» **WORK REQUIRED**
Could you please return each line of the data that has the word "GaugeValue"?

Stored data

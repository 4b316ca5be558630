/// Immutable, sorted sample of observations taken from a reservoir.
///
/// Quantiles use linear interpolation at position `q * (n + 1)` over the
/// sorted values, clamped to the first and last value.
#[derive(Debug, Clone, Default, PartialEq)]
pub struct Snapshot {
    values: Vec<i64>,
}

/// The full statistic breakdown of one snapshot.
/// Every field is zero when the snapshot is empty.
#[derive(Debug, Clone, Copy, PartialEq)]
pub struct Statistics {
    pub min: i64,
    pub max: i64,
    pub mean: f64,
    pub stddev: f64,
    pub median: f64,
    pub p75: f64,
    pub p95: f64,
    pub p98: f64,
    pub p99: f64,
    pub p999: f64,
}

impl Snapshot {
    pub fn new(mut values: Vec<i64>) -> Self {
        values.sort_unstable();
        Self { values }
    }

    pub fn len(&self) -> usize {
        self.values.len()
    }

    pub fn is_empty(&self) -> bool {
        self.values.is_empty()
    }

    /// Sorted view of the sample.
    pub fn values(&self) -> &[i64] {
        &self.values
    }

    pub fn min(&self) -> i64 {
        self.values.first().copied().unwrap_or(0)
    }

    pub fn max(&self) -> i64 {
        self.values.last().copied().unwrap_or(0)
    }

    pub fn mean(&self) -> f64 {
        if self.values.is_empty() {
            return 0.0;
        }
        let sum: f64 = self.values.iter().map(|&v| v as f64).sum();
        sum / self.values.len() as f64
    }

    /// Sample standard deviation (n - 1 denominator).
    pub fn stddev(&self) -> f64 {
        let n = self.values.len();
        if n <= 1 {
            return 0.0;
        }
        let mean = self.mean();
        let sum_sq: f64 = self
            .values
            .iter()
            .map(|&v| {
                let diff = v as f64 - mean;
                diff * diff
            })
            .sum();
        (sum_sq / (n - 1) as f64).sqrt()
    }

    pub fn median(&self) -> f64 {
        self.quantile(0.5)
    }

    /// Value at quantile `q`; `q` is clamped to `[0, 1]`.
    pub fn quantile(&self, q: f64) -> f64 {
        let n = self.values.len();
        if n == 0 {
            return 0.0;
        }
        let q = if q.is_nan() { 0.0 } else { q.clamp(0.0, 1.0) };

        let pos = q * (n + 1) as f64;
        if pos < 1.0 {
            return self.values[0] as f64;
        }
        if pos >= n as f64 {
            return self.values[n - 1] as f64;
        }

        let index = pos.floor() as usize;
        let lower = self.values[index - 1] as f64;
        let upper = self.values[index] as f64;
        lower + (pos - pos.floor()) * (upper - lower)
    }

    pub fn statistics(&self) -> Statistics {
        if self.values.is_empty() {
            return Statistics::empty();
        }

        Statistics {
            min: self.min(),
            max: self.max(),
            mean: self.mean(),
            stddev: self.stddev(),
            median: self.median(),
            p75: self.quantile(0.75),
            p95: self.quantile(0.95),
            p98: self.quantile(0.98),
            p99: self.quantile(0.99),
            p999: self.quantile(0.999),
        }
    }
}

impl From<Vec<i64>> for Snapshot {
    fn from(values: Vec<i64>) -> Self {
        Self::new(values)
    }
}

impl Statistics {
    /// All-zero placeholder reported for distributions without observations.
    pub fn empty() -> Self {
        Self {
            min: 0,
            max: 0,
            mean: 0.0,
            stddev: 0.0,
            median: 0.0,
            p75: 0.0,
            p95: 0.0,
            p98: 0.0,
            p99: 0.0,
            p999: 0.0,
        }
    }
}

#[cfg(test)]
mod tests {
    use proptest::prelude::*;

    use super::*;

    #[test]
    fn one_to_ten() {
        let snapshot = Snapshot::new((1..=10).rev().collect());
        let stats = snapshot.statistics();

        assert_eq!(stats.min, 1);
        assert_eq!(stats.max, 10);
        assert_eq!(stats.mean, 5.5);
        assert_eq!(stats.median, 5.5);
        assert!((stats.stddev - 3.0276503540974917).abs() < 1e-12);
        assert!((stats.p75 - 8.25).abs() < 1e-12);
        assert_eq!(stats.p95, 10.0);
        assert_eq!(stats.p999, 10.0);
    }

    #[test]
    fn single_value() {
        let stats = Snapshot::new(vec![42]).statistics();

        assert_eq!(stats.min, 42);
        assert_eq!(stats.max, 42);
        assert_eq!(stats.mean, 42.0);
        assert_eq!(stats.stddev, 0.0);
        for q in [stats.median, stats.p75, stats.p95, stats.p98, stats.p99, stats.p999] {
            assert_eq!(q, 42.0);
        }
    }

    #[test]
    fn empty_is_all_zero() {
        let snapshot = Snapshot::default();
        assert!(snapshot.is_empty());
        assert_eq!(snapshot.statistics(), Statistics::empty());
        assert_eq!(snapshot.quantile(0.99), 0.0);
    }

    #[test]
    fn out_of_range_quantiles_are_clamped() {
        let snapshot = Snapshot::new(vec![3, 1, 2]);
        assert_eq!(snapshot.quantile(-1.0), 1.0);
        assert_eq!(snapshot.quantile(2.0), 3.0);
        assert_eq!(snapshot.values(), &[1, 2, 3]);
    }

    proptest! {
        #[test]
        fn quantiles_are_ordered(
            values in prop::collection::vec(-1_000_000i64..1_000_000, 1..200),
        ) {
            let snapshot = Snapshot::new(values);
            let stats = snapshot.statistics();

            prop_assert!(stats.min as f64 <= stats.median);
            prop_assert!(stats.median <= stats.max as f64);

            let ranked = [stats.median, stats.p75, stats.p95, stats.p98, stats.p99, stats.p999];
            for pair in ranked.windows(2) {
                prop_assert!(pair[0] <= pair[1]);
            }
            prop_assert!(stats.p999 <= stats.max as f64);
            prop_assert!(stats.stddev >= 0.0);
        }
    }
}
* * *
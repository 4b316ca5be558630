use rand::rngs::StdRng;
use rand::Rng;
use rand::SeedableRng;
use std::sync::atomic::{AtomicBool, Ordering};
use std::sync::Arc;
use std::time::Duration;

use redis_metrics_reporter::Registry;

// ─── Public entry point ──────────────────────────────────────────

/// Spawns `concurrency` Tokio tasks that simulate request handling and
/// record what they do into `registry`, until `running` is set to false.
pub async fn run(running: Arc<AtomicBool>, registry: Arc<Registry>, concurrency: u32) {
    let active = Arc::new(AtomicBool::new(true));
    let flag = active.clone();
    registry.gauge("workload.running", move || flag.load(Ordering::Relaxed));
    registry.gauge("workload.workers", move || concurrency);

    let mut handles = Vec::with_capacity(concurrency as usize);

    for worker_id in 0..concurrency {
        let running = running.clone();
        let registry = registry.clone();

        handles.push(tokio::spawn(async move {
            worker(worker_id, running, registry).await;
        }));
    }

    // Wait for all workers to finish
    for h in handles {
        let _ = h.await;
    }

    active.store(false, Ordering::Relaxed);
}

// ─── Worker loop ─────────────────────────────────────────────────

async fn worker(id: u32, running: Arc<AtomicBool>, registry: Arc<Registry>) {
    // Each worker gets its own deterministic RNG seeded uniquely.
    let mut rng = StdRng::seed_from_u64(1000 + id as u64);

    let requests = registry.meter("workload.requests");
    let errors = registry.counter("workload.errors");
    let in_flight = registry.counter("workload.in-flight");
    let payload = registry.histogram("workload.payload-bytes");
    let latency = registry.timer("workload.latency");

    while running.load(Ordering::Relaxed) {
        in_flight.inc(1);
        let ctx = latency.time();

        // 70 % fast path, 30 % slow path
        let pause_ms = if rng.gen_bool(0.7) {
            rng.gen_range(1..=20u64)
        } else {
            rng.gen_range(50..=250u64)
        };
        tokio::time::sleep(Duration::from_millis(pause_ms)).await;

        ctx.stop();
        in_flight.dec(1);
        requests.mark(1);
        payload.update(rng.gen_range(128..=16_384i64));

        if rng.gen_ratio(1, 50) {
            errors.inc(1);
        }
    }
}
--
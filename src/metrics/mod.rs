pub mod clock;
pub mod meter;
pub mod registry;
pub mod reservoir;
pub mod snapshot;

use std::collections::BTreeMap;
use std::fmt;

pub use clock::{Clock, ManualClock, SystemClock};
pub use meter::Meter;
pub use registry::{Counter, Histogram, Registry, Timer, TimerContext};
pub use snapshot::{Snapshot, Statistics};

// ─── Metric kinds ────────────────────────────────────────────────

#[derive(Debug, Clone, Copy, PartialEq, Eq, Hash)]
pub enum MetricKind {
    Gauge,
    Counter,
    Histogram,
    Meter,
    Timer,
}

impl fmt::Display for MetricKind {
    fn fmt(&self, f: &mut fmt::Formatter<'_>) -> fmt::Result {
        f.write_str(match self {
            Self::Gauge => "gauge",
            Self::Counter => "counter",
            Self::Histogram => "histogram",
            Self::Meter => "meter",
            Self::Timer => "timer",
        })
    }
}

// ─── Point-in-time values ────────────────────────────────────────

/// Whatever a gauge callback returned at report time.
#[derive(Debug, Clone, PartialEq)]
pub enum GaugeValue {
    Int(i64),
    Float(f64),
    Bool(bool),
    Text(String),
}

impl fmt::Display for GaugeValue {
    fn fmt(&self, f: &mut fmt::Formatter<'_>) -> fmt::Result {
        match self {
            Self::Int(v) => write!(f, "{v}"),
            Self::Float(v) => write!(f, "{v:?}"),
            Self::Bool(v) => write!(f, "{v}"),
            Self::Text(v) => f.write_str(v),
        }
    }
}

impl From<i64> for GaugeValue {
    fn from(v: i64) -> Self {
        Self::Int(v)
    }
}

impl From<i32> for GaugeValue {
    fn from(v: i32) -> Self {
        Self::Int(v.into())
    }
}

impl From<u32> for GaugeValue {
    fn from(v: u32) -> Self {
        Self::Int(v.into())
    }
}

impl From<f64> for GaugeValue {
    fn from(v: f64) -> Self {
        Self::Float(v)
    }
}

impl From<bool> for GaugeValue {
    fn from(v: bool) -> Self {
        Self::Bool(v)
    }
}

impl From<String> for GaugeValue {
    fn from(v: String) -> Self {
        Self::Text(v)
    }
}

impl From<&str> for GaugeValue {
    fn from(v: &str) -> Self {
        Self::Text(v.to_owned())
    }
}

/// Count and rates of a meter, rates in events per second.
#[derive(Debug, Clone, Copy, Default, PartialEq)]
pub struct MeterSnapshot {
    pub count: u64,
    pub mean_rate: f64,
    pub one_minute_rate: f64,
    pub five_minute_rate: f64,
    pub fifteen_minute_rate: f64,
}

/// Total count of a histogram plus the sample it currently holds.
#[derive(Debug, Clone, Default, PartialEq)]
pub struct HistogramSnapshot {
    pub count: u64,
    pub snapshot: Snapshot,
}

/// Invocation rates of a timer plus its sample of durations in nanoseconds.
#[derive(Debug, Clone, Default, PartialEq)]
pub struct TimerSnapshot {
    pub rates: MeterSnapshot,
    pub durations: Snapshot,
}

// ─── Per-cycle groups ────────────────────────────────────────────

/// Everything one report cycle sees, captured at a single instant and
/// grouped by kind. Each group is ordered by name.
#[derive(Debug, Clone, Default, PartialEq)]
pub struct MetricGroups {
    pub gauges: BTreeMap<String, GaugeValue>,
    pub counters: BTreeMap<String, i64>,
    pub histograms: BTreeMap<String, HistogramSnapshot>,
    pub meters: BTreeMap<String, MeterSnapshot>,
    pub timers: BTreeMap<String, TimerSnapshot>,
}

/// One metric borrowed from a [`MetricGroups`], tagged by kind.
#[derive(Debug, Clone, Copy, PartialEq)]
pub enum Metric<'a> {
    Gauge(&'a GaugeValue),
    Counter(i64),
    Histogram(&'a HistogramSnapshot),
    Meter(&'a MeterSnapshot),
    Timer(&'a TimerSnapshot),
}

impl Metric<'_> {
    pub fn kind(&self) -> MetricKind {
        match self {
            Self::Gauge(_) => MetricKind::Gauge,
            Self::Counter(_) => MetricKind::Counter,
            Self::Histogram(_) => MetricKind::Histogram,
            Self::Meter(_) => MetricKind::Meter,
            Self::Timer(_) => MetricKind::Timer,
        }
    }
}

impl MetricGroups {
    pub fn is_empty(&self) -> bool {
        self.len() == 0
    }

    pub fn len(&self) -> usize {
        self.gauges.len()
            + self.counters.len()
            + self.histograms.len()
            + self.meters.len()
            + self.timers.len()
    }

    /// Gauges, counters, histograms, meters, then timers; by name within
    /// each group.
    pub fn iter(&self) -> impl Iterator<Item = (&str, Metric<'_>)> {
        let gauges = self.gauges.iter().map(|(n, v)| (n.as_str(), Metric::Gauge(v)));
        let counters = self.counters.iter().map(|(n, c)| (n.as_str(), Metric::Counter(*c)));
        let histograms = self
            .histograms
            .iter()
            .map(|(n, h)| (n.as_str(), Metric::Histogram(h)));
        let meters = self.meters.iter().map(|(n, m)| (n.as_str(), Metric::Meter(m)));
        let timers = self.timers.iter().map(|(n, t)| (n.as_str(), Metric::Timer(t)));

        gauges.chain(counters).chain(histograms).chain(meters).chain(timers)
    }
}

» **ANSWER SECTION**
pub enum GaugeValue {
impl fmt::Display for GaugeValue {
impl From<i64> for GaugeValue {
impl From<i32> for GaugeValue {
impl From<u32> for GaugeValue {
impl From<f64> for GaugeValue {
impl From<bool> for GaugeValue {
impl From<String> for GaugeValue {
impl From<&str> for GaugeValue {
    pub gauges: BTreeMap<String, GaugeValue>,
    Gauge(&'a GaugeValue),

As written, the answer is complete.